Der nationale Sicherheitsberater von Trump, John Bolton, gab in Washington bekannt, dass die wieder in Kraft gesetzten Sanktionen der USA "ab sofort" für alle Neuverträge gelten würden. Ausländische Firmen, die bereits im Iran seien, hätten einige Monate Zeit, um das Land zu verlassen. Nach Angaben des US-Finanzministeriums sollen die Sanktionen bei Altverträgen nach einem Übergangszeitraum von 90 bis 180 Tagen in Kraft treten. Bolton machte zugleich deutlich, dass die USA bereit seien, sehr viel weiter zu gehen. Es sei auch "möglich", neue Sanktionen zu verhängen.

Ölpreis geht nach oben

Der Rückzug der USA aus dem Atomabkommen mit dem Iran hat den Ölpreis nach oben getrieben. Ein Barrel der Sorte Brent kostete am Mittwochmorgen 76,80 Dollar (knapp 65 Euro), das war ein Anstieg von 1,95 Dollar im Vergleich zum Vortag. Die Sorte WTI kostete pro Barrel 70,71 Dollar, ein Plus von 1,65 Dollar. Schon in den vergangenen Tagen hatte der erwartete Rückzug der USA aus dem Abkommen den Ölpreis in die Höhe getrieben. Erst am Dienstag erreichte deshalb in Deutschland auch der Heizölpreis ein Dreijahreshoch. Wie hoch der Ölpreis gehen wird, mag Claudia Kemfert, Energieexpertin am Institut für Wirtschaftsforschung nicht voraussagen. Da sei Spekulation. Aber der Trend des Preisanstiegs werde noch einige Monate anhalten, sagte sie gegenüber der DW.

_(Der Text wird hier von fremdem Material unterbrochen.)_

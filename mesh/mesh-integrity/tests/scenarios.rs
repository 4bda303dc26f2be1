//! End-to-end scenarios for the integrity checker.
//!
//! Each scenario builds a small scene, runs the checker through the public
//! API and inspects the report.

// Allow test-specific patterns
#![allow(clippy::unwrap_used)]
#![allow(clippy::expect_used)]
#![allow(clippy::cast_lossless)]

use mesh_integrity::{
    CheckParams, CheckRequest, CheckRunResult, CheckRunner, ElementKind, InMemoryScene, NodeId,
    NodeResolver, RuleStatus, Uv, expand_hierarchy,
};
use mesh_types::{Point3, PolyMesh, Polygon};

// =============================================================================
// Helpers
// =============================================================================

fn run(scene: &InMemoryScene, rules: &[&str], nodes: &[NodeId]) -> CheckRunResult {
    let request = CheckRequest::new(rules.iter().copied(), nodes.iter().copied()).unwrap();
    CheckRunner::new(scene).run(&request).unwrap()
}

fn flagged(result: &CheckRunResult, rule: &str, node: NodeId) -> Vec<usize> {
    result
        .get(rule)
        .unwrap()
        .by_node()
        .get(&node)
        .cloned()
        .unwrap_or_default()
}

/// A fan of `spokes` triangles around vertex 0.
fn fan(spokes: u32) -> PolyMesh {
    let mut positions = vec![Point3::new(0.0, 0.0, 0.0)];
    for i in 0..spokes {
        let angle = i as f64 * std::f64::consts::TAU / spokes as f64;
        positions.push(Point3::new(angle.cos(), angle.sin(), 0.0));
    }
    let faces = (0..spokes)
        .map(|i| Polygon::new(vec![0, i + 1, (i + 1) % spokes + 1]))
        .collect();
    PolyMesh::from_parts(positions, faces)
}

// =============================================================================
// Scenario A: a single quad
// =============================================================================

mod single_quad {
    use super::*;

    #[test]
    fn only_open_edges_are_reported() {
        let mut scene = InMemoryScene::new();
        let (quad, _) = scene.add_mesh_object("quad", None, PolyMesh::unit_quad());

        let result = run(
            &scene,
            &[
                "triangles",
                "ngons",
                "lamina",
                "poles",
                "non_manifold_edges",
                "open_edges",
            ],
            &[quad],
        );

        for rule in ["triangles", "ngons", "lamina", "poles", "non_manifold_edges"] {
            assert!(result.get(rule).unwrap().is_empty(), "{rule} should be empty");
            assert_eq!(result.get(rule).unwrap().status(), RuleStatus::Passed);
        }

        let open = result.get("open_edges").unwrap();
        assert_eq!(open.kind(), ElementKind::Edge);
        assert_eq!(flagged(&result, "open_edges", quad), vec![0, 1, 2, 3]);
        assert_eq!(result.failed_rules(), vec!["open_edges"]);
    }

    #[test]
    fn mapped_quad_has_uvs_in_range() {
        let mut scene = InMemoryScene::new();
        let (quad, _) = scene.add_mesh_object("quad", None, PolyMesh::unit_quad());

        let result = run(
            &scene,
            &["missing_uvs", "uv_range", "self_penetrating_uvs"],
            &[quad],
        );
        assert!(result.is_clean());
    }
}

// =============================================================================
// Scenario B: three faces sharing one edge
// =============================================================================

mod shared_edge {
    use super::*;

    fn fin() -> PolyMesh {
        let positions = vec![
            Point3::new(0.0, 0.0, 0.0),
            Point3::new(1.0, 0.0, 0.0),
            Point3::new(0.5, 1.0, 0.0),
            Point3::new(0.5, 0.0, 1.0),
            Point3::new(0.5, -1.0, 0.0),
        ];
        let faces = vec![
            Polygon::new(vec![0, 1, 2]),
            Polygon::new(vec![1, 0, 3]),
            Polygon::new(vec![0, 1, 4]),
        ];
        PolyMesh::from_parts(positions, faces)
    }

    #[test]
    fn shared_edge_is_non_manifold() {
        let mut scene = InMemoryScene::new();
        let (node, _) = scene.add_mesh_object("fin", None, fin());

        let result = run(&scene, &["non_manifold_edges", "open_edges"], &[node]);

        // Edge 0 is the first edge of face 0, between vertices 0 and 1.
        assert_eq!(flagged(&result, "non_manifold_edges", node), vec![0]);

        let open = flagged(&result, "open_edges", node);
        assert_eq!(open.len(), 6);
        assert!(!open.contains(&0));
    }
}

// =============================================================================
// Scenario C: UV range
// =============================================================================

mod uv_range {
    use super::*;

    #[test]
    fn u_beyond_ten_is_out_of_range() {
        let mesh = PolyMesh::from_parts(
            vec![
                Point3::new(0.0, 0.0, 0.0),
                Point3::new(1.0, 0.0, 0.0),
                Point3::new(0.0, 1.0, 0.0),
            ],
            vec![Polygon::new(vec![0, 1, 2]).with_uvs(vec![0, 1, 2])],
        )
        .with_uvs(vec![
            Uv::new(11.0, 0.5),
            Uv::new(5.0, 0.3),
            Uv::new(5.5, 0.3),
        ]);

        let mut scene = InMemoryScene::new();
        let (node, _) = scene.add_mesh_object("tri", None, mesh);

        let result = run(&scene, &["uv_range"], &[node]);
        assert_eq!(result.get("uv_range").unwrap().kind(), ElementKind::Uv);
        assert_eq!(flagged(&result, "uv_range", node), vec![0]);
    }

    #[test]
    fn custom_range_is_honored() {
        let mut scene = InMemoryScene::new();
        let (quad, _) = scene.add_mesh_object("quad", None, PolyMesh::unit_quad());
        let request = CheckRequest::new(["uv_range"], [quad]).unwrap();

        let tight = CheckParams::default().with_uv_u_range(0.0, 0.5);
        let result = CheckRunner::new(&scene).with_params(tight).run(&request).unwrap();

        // UVs 1 and 2 sit at u = 1.0.
        assert_eq!(flagged(&result, "uv_range", quad), vec![1, 2]);
    }
}

// =============================================================================
// Scenario D: poles
// =============================================================================

mod poles {
    use super::*;

    #[test]
    fn six_edges_make_a_pole() {
        let mut scene = InMemoryScene::new();
        let (six, _) = scene.add_mesh_object("six", None, fan(6));
        let (five, _) = scene.add_mesh_object("five", None, fan(5));

        let result = run(&scene, &["poles"], &[six, five]);
        let poles = result.get("poles").unwrap();

        assert_eq!(poles.kind(), ElementKind::Vertex);
        assert_eq!(flagged(&result, "poles", six), vec![0]);
        assert!(flagged(&result, "poles", five).is_empty());
        assert_eq!(poles.nodes(), vec![six]);
    }
}

// =============================================================================
// Scenario E: trailing numbers
// =============================================================================

mod naming {
    use super::*;

    #[test]
    fn trailing_digit_is_flagged() {
        let mut scene = InMemoryScene::new();
        let numbered = scene.add_transform("arm02", None);
        let clean = scene.add_transform("arm_L", None);

        let result = run(&scene, &["trailing_numbers"], &[numbered, clean]);
        let rule = result.get("trailing_numbers").unwrap();

        assert_eq!(rule.kind(), ElementKind::Node);
        assert_eq!(rule.nodes(), vec![numbered]);
    }

    #[test]
    fn renaming_does_not_change_identity() {
        let mut scene = InMemoryScene::new();
        let node = scene.add_transform("arm02", None);
        let before = run(&scene, &["trailing_numbers"], &[node]);

        scene.rename(node, "arm_L");
        let after = run(&scene, &["trailing_numbers"], &[node]);

        assert_eq!(before.get("trailing_numbers").unwrap().nodes(), vec![node]);
        assert!(after.is_clean());
    }
}

// =============================================================================
// Whole-asset runs
// =============================================================================

mod asset {
    use super::*;

    #[test]
    fn hierarchy_run_reports_every_rule() {
        let mut scene = InMemoryScene::new();
        let root = scene.add_transform("character", None);
        let (body, body_shape) = scene.add_mesh_object("body", Some(root), PolyMesh::unit_cube());
        scene.add_mesh_object("hat1", Some(root), fan(6));
        scene.add_transform("empty", Some(root));
        scene.set_display_layer(body, "geo");
        scene.assign_shading_group(body_shape, "skinSG");

        let nodes = expand_hierarchy(&[root], &scene).unwrap();
        assert_eq!(nodes.len(), 4);

        let request = CheckRequest::all_rules(nodes).unwrap();
        let result = CheckRunner::new(&scene).run(&request).unwrap();

        assert_eq!(result.len(), mesh_integrity::rules::all().len());
        assert_eq!(result.get("layers").unwrap().nodes(), vec![body]);
        assert_eq!(result.get("shaders").unwrap().nodes(), vec![body]);
        assert_eq!(result.get("empty_groups").unwrap().len(), 1);
        assert_eq!(result.get("trailing_numbers").unwrap().len(), 1);
        assert_eq!(result.get("triangles").unwrap().len(), 6);
        assert!(result.get("history").unwrap().is_empty());
        assert!(!result.is_clean());
    }

    #[test]
    fn deleted_node_degrades_but_does_not_abort() {
        let mut scene = InMemoryScene::new();
        let (keep, _) = scene.add_mesh_object("keep", None, PolyMesh::unit_quad());
        let (gone, _) = scene.add_mesh_object("gone", None, PolyMesh::unit_quad());
        scene.remove(gone);

        let result = run(&scene, &["open_edges", "duplicated_names"], &[keep, gone]);

        let open = result.get("open_edges").unwrap();
        assert_eq!(open.status(), RuleStatus::Degraded);
        assert_eq!(flagged(&result, "open_edges", keep).len(), 4);

        let duplicated = result.get("duplicated_names").unwrap();
        assert_eq!(duplicated.status(), RuleStatus::Degraded);
        assert!(duplicated.is_empty());
    }

    #[test]
    fn render_resolves_names_late() {
        let mut scene = InMemoryScene::new();
        let (quad, _) = scene.add_mesh_object("quad", None, PolyMesh::unit_quad());
        let result = run(&scene, &["open_edges"], &[quad]);

        scene.rename(quad, "floor");
        let text = result.render(&scene);

        assert!(text.contains("open_edges [failed] 4 violation(s)"));
        assert!(text.contains("|floor: edge 0, 1, 2, 3"));
        assert_eq!(scene.resolve_name(quad).unwrap(), "|floor");
    }
}
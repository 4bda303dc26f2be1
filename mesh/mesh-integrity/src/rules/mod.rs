//! The rule registry.
//!
//! Every rule is a pure function over the provider contracts, registered in
//! [`RULES`] under a stable name. Rules come in three shapes:
//!
//! - [`Check::Node`]: one node at a time, node-level result
//! - [`Check::Group`]: the whole candidate list at once, node-level result
//! - [`Check::Element`]: one opened mesh at a time, element indices as result
//!
//! The runner owns fault isolation; a rule simply returns provider errors.

mod general;
mod naming;
mod topology;
mod uv;

use std::fmt;

use crate::error::{ProviderError, ProviderResult};
use crate::id::{ElementKind, NodeId};
use crate::params::CheckParams;
use crate::provider::{MeshHandle, NodeResolver};

/// UI grouping of rules.
#[derive(Debug, Clone, Copy, PartialEq, Eq, Hash, PartialOrd, Ord)]
pub enum Category {
    /// Node naming conventions.
    Naming,
    /// Transform, shading and scene hygiene.
    General,
    /// Mesh topology and geometry.
    Topology,
    /// UV layout.
    Uv,
}

impl Category {
    /// All categories in display order.
    pub const ALL: [Self; 4] = [Self::Naming, Self::General, Self::Topology, Self::Uv];

    /// Lowercase name.
    #[must_use]
    pub fn as_str(&self) -> &'static str {
        match self {
            Self::Naming => "naming",
            Self::General => "general",
            Self::Topology => "topology",
            Self::Uv => "uv",
        }
    }
}

impl fmt::Display for Category {
    fn fmt(&self, f: &mut fmt::Formatter<'_>) -> fmt::Result {
        f.write_str(self.as_str())
    }
}

/// What a rule needs from the providers.
#[derive(Debug, Clone, Copy, PartialEq, Eq)]
pub enum Granularity {
    /// Node ids and the resolver only.
    Node,
    /// An opened mesh per candidate node.
    Element,
}

/// Outcome of a rule that looks at the whole candidate list.
#[derive(Debug, Default)]
pub struct GroupScan {
    /// Nodes that violate the rule.
    pub flagged: Vec<NodeId>,
    /// Nodes that could not be checked.
    pub failures: Vec<(NodeId, ProviderError)>,
}

/// Outcome of an element-level rule over one mesh.
#[derive(Debug, Default)]
pub struct ElementScan {
    /// Indices of violating elements.
    pub flagged: Vec<usize>,
    /// Elements that were skipped, with the reason.
    pub skipped: Vec<(usize, String)>,
}

impl ElementScan {
    /// Scan `0..count`, flagging every index the predicate accepts.
    pub(crate) fn filter<F>(count: usize, mut predicate: F) -> ProviderResult<Self>
    where
        F: FnMut(usize) -> ProviderResult<bool>,
    {
        let mut scan = Self::default();
        for index in 0..count {
            if predicate(index)? {
                scan.flagged.push(index);
            }
        }
        Ok(scan)
    }
}

/// Per-node rule.
pub type NodeCheck = fn(NodeId, &dyn NodeResolver, &CheckParams) -> ProviderResult<bool>;

/// Whole-list rule.
pub type GroupCheck = fn(&[NodeId], &dyn NodeResolver, &CheckParams) -> GroupScan;

/// Per-mesh rule.
pub type ElementCheck = fn(&MeshHandle<'_>, &CheckParams) -> ProviderResult<ElementScan>;

/// The function implementing a rule.
#[derive(Clone, Copy)]
pub enum Check {
    /// Returns whether one node violates the rule.
    Node(NodeCheck),
    /// Evaluates all candidate nodes together.
    Group(GroupCheck),
    /// Returns the violating elements of one mesh.
    Element(ElementCheck),
}

impl fmt::Debug for Check {
    fn fmt(&self, f: &mut fmt::Formatter<'_>) -> fmt::Result {
        match self {
            Self::Node(_) => f.write_str("Check::Node"),
            Self::Group(_) => f.write_str("Check::Group"),
            Self::Element(_) => f.write_str("Check::Element"),
        }
    }
}

/// A registered rule.
#[derive(Debug, Clone, Copy)]
pub struct RuleSpec {
    /// Stable identifier used in requests and reports.
    pub name: &'static str,
    /// Human-readable label.
    pub label: &'static str,
    /// UI grouping.
    pub category: Category,
    /// What violation indices refer to.
    pub kind: ElementKind,
    /// Implementation.
    pub check: Check,
}

impl RuleSpec {
    /// What the rule needs from the providers.
    #[must_use]
    pub fn granularity(&self) -> Granularity {
        match self.check {
            Check::Node(_) | Check::Group(_) => Granularity::Node,
            Check::Element(_) => Granularity::Element,
        }
    }
}

macro_rules! rule {
    ($name:literal, $label:literal, $category:ident, $kind:ident, $check:ident($f:path)) => {
        RuleSpec {
            name: $name,
            label: $label,
            category: Category::$category,
            kind: ElementKind::$kind,
            check: Check::$check($f),
        }
    };
}

/// Every rule, in display order.
pub static RULES: &[RuleSpec] = &[
    rule!("trailing_numbers", "Trailing numbers", Naming, Node, Node(naming::trailing_numbers)),
    rule!("duplicated_names", "Duplicated names", Naming, Node, Group(naming::duplicated_names)),
    rule!("shape_names", "Shape names", Naming, Node, Node(naming::shape_names)),
    rule!("namespaces", "Namespaces", Naming, Node, Node(naming::namespaces)),
    rule!("layers", "Display layers", General, Node, Node(general::layers)),
    rule!("history", "Construction history", General, Node, Node(general::history)),
    rule!("shaders", "Shaders", General, Node, Node(general::shaders)),
    rule!(
        "unfrozen_transforms",
        "Unfrozen transforms",
        General,
        Node,
        Node(general::unfrozen_transforms)
    ),
    rule!(
        "uncentered_pivots",
        "Uncentered pivots",
        General,
        Node,
        Node(general::uncentered_pivots)
    ),
    rule!("parent_geometry", "Parent geometry", General, Node, Node(general::parent_geometry)),
    rule!("empty_groups", "Empty groups", General, Node, Node(general::empty_groups)),
    rule!("triangles", "Triangles", Topology, Polygon, Element(topology::triangles)),
    rule!("ngons", "Ngons", Topology, Polygon, Element(topology::ngons)),
    rule!("open_edges", "Open edges", Topology, Edge, Element(topology::open_edges)),
    rule!("poles", "Poles", Topology, Vertex, Element(topology::poles)),
    rule!("hard_edges", "Hard edges", Topology, Edge, Element(topology::hard_edges)),
    rule!("lamina", "Lamina faces", Topology, Polygon, Element(topology::lamina)),
    rule!(
        "zero_area_faces",
        "Zero area faces",
        Topology,
        Polygon,
        Element(topology::zero_area_faces)
    ),
    rule!(
        "zero_length_edges",
        "Zero length edges",
        Topology,
        Edge,
        Element(topology::zero_length_edges)
    ),
    rule!(
        "non_manifold_edges",
        "Non-manifold edges",
        Topology,
        Edge,
        Element(topology::non_manifold_edges)
    ),
    rule!("starlike", "Starlike", Topology, Polygon, Element(topology::starlike)),
    rule!(
        "self_penetrating_uvs",
        "Self-penetrating UVs",
        Uv,
        Polygon,
        Element(uv::self_penetrating_uvs)
    ),
    rule!("missing_uvs", "Missing UVs", Uv, Polygon, Element(uv::missing_uvs)),
    rule!("uv_range", "UV range", Uv, Uv, Element(uv::uv_range)),
    rule!("on_border", "UVs on border", Uv, Uv, Element(uv::on_border)),
    rule!("cross_border", "Cross border", Uv, Polygon, Element(uv::cross_border)),
];

/// Look up a rule by name.
#[must_use]
pub fn lookup(name: &str) -> Option<&'static RuleSpec> {
    RULES.iter().find(|rule| rule.name == name)
}

/// Every registered rule.
#[must_use]
pub fn all() -> &'static [RuleSpec] {
    RULES
}

/// Rules in one category, in display order.
pub fn in_category(category: Category) -> impl Iterator<Item = &'static RuleSpec> {
    RULES.iter().filter(move |rule| rule.category == category)
}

Der weltgrößte Ölexporteur Saudi-Arabien kündigte am Dienstagabend Maßnahmen an, um etwaigen Versorgungsengpässen entgegen zu wirken. Das Land werde mit wichtigen Ölproduzenten innerhalb und außerhalb der Organisation Erdöl exportierender Länder (Opec) sowie mit Ölkonsumenten zusammenarbeiten, um die "Folgen von Engpässen zu begrenzen", teilte das Energieministerium mit.
 

Präsident Hassan Ruhani
Schwere Schlappe für den iranischen Präsidenten Hassan RuhaniBild: picture alliance/AP/dpa/Uncredited/Iranian Presidency Office

Schwerer Rückschlag für Reformer und iranische Wirtschaft

Für den iranischen Präsidenten Hassan Rohani ist der Rückzug der USA aus dem internationalen Atomabkommen ein schwerer Rückschlag. Die Atomvereinbarung von 2015 war der bisher größte Erfolg des moderaten Politikers und seine ganze Politik basierte darauf, dass die Aufhebung der Sanktionen der Wirtschaft neuen Schwung geben würde. Diese Hoffnung hat sich jedoch ebenso wenig erfüllt, wie das Ziel eines Ausgleichs mit dem Westen.

"Rohani hat hoch gepokert mit dem Atomabkommen und all sein politisches Kapital da rein investiert", sagte der Teheraner Politikexperte Modschtaba Musawi der Nachrichtenagentur AFP. "Nun, da das Abkommen in seinen letzten Zügen liegt, verliert Rohani alles - all seine wirtschaftlichen und politischen Pläne, die er auf der Grundlage des Atomabkommens gebaut hat."

Während Rohani durch Trumps Entscheidung geschwächt ist, triumphieren seine konservativen Gegner. Sie haben schon immer gewarnt, dass den USA nicht zu trauen sei. Schon als Trump nach seinem Amtsantritt im Januar 2017 drohte, das von seinem Vorgänger Barack Obama ausgehandelte Abkommen zu zerreißen, fühlten sie sich in ihrem Misstrauen bestätigt.

Trumps ständige Drohungen, den Atom-"Deal" aufzukündigen, schreckten viele westliche Firmen ab, im Iran zu investieren. Zudem blieben auch nach der Aufhebung der im Atomstreit verhängten Finanz- und Handelsbeschränkungen noch zahlreiche US-Sanktionen bestehen, die wegen der Menschenrechtslage im Iran oder seinem Raketenprogramm verhängt worden waren.